What appears in the data must be reproduced exactly.

++++ Data

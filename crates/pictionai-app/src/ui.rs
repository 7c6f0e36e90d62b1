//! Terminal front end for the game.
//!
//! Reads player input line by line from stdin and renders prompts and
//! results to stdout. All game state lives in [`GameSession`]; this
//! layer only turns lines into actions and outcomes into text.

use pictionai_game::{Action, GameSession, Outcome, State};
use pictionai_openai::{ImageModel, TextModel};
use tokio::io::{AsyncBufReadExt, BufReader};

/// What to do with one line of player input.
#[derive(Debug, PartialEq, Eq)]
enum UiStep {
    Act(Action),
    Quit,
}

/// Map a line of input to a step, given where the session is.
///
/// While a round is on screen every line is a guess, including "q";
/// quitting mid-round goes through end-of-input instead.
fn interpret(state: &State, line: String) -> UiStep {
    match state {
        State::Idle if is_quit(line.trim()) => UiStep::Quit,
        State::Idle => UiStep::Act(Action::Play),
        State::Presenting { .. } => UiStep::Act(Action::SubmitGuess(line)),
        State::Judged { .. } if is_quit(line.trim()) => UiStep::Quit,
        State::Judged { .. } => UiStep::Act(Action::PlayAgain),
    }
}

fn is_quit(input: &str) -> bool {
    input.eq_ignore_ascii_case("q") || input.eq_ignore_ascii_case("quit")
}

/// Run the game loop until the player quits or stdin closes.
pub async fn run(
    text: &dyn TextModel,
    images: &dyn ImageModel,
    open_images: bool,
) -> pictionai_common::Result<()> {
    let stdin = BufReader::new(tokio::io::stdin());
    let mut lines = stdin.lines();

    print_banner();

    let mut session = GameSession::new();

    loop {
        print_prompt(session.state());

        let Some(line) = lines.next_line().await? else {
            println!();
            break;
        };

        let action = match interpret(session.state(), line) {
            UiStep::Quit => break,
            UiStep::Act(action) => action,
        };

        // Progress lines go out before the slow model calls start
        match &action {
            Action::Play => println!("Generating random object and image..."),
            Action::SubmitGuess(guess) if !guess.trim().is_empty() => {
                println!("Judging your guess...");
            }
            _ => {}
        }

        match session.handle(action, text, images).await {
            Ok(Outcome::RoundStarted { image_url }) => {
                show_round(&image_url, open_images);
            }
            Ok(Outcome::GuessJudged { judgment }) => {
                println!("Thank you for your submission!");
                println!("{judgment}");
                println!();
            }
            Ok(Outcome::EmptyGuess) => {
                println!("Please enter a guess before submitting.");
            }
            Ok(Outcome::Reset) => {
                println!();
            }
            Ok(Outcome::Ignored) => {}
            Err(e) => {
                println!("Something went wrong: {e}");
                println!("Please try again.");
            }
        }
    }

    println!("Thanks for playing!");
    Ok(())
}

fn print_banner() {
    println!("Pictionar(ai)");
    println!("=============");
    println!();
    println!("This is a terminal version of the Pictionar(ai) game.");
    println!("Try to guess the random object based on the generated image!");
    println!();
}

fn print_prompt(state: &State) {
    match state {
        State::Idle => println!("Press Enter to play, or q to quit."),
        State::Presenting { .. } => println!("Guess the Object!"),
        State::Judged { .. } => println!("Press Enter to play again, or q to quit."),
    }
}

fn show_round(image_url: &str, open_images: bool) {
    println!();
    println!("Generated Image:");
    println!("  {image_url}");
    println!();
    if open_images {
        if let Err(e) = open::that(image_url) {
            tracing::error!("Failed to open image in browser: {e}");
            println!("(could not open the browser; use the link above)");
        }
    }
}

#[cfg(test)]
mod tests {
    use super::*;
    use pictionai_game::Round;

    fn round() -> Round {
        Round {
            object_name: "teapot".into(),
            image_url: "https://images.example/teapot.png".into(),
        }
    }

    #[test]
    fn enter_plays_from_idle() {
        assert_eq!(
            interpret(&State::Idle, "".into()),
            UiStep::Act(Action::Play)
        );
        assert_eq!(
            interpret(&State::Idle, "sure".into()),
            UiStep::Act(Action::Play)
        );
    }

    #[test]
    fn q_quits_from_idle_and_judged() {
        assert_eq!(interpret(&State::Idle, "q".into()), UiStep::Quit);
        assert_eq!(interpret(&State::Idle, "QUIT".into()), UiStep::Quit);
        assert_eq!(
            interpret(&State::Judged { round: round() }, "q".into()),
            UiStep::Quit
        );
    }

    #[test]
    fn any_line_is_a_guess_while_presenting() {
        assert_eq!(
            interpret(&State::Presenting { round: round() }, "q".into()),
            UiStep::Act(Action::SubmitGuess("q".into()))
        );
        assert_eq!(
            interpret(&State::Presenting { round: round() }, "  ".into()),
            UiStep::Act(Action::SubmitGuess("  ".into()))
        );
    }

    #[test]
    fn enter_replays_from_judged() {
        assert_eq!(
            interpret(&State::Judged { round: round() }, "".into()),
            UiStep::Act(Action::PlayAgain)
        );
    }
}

++++++++

▶ _Answer section_:
filename crates/pictionai-app/src/ui.rs
repository 7c6f0e36e90d62b1
//! Terminal front end for the game.
//!
//! Reads player input line by line from stdin and renders prompts and
//! results to stdout. All game state lives in [`GameSession`]; this
//! layer only turns lines into actions and outcomes into text.

use pictionai_game::{Action, GameSession, Outcome, State};
use pictionai_openai::{ImageModel, TextModel};
use tokio::io::{AsyncBufReadExt, BufReader};

/// What to do with one line of player input.
#[derive(Debug, PartialEq, Eq)]
enum UiStep {
    Act(Action),
    Quit,
}

/// Map a line of input to a step, given where the session is.
///
/// While a round is on screen every line is a guess, including "q";
/// quitting mid-round goes through end-of-input instead.
fn interpret(state: &State, line: String) -> UiStep {
    match state {
        State::Idle if is_quit(line.trim()) => UiStep::Quit,
        State::Idle => UiStep::Act(Action::Play),
        State::Presenting { .. } => UiStep::Act(Action::SubmitGuess(line)),
        State::Judged { .. } if is_quit(line.trim()) => UiStep::Quit,
        State::Judged { .. } => UiStep::Act(Action::PlayAgain),
    }
}

fn is_quit(input: &str) -> bool {
    input.eq_ignore_ascii_case("q") || input.eq_ignore_ascii_case("quit")
}

/// Run the game loop until the player quits or stdin closes.
pub async fn run(
    text: &dyn TextModel,
    images: &dyn ImageModel,
    open_images: bool,
) -> pictionai_common::Result<()> {
    let stdin = BufReader::new(tokio::io::stdin());
    let mut lines = stdin.lines();

    print_banner();

    let mut session = GameSession::new();

    loop {
        print_prompt(session.state());

        let Some(line) = lines.next_line().await? else {
            println!();
            break;
        };

        let action = match interpret(session.state(), line) {
            UiStep::Quit => break,
            UiStep::Act(action) => action,
        };

        // Progress lines go out before the slow model calls start
        match &action {
            Action::Play => println!("Generating random object and image..."),
            Action::SubmitGuess(guess) if !guess.trim().is_empty() => {
                println!("Judging your guess...");
            }
            _ => {}
        }

        match session.handle(action, text, images).await {
            Ok(Outcome::RoundStarted { image_url }) => {
                show_round(&image_url, open_images);
            }
            Ok(Outcome::GuessJudged { judgment }) => {
                println!("Thank you for your submission!");
                println!("{judgment}");
                println!();
            }
            Ok(Outcome::EmptyGuess) => {
                println!("Please enter a guess before submitting.");
            }
            Ok(Outcome::Reset) => {
                println!();
            }
            Ok(Outcome::Ignored) => {}
            Err(e) => {
                println!("Something went wrong: {e}");
                println!("Please try again.");
            }
        }
    }

    println!("Thanks for playing!");
    Ok(())
}

fn print_banner() {
    println!("Pictionar(ai)");
    println!("=============");
    println!();
    println!("This is a terminal version of the Pictionar(ai) game.");
    println!("Try to guess the random object based on the generated image!");
    println!();
}

fn print_prompt(state: &State) {
    match state {
        State::Idle => println!("Press Enter to play, or q to quit."),
        State::Presenting { .. } => println!("Guess the Object!"),
        State::Judged { .. } => println!("Press Enter to play again, or q to quit."),
    }
}

fn show_round(image_url: &str, open_images: bool) {
    println!();
    println!("Generated Image:");
    println!("  {image_url}");
    println!();
    if open_images {
        if let Err(e) = open::that(image_url) {
            tracing::error!("Failed to open image in browser: {e}");
            println!("(could not open the browser; use the link above)");
        }
    }
}

#[cfg(test)]
mod tests {
    use super::*;
    use pictionai_game::Round;

    fn round() -> Round {
        Round {
            object_name: "teapot".into(),
            image_url: "https://images.example/teapot.png".into(),
        }
    }

    #[test]
    fn enter_plays_from_idle() {
        assert_eq!(
            interpret(&State::Idle, "".into()),
            UiStep::Act(Action::Play)
        );
        assert_eq!(
            interpret(&State::Idle, "sure".into()),
            UiStep::Act(Action::Play)
        );
    }

    #[test]
    fn q_quits_from_idle_and_judged() {
        assert_eq!(interpret(&State::Idle, "q".into()), UiStep::Quit);
        assert_eq!(interpret(&State::Idle, "QUIT".into()), UiStep::Quit);
        assert_eq!(
            interpret(&State::Judged { round: round() }, "q".into()),
            UiStep::Quit
        );
    }

    #[test]
    fn any_line_is_a_guess_while_presenting() {
        assert_eq!(
            interpret(&State::Presenting { round: round() }, "q".into()),
            UiStep::Act(Action::SubmitGuess("q".into()))
        );
        assert_eq!(
            interpret(&State::Presenting { round: round() }, "  ".into()),
            UiStep::Act(Action::SubmitGuess("  ".into()))
        );
    }

    #[test]
    fn enter_replays_from_judged() {
        assert_eq!(
            interpret(&State::Judged { round: round() }, "".into()),
            UiStep::Act(Action::PlayAgain)
        );
    }
}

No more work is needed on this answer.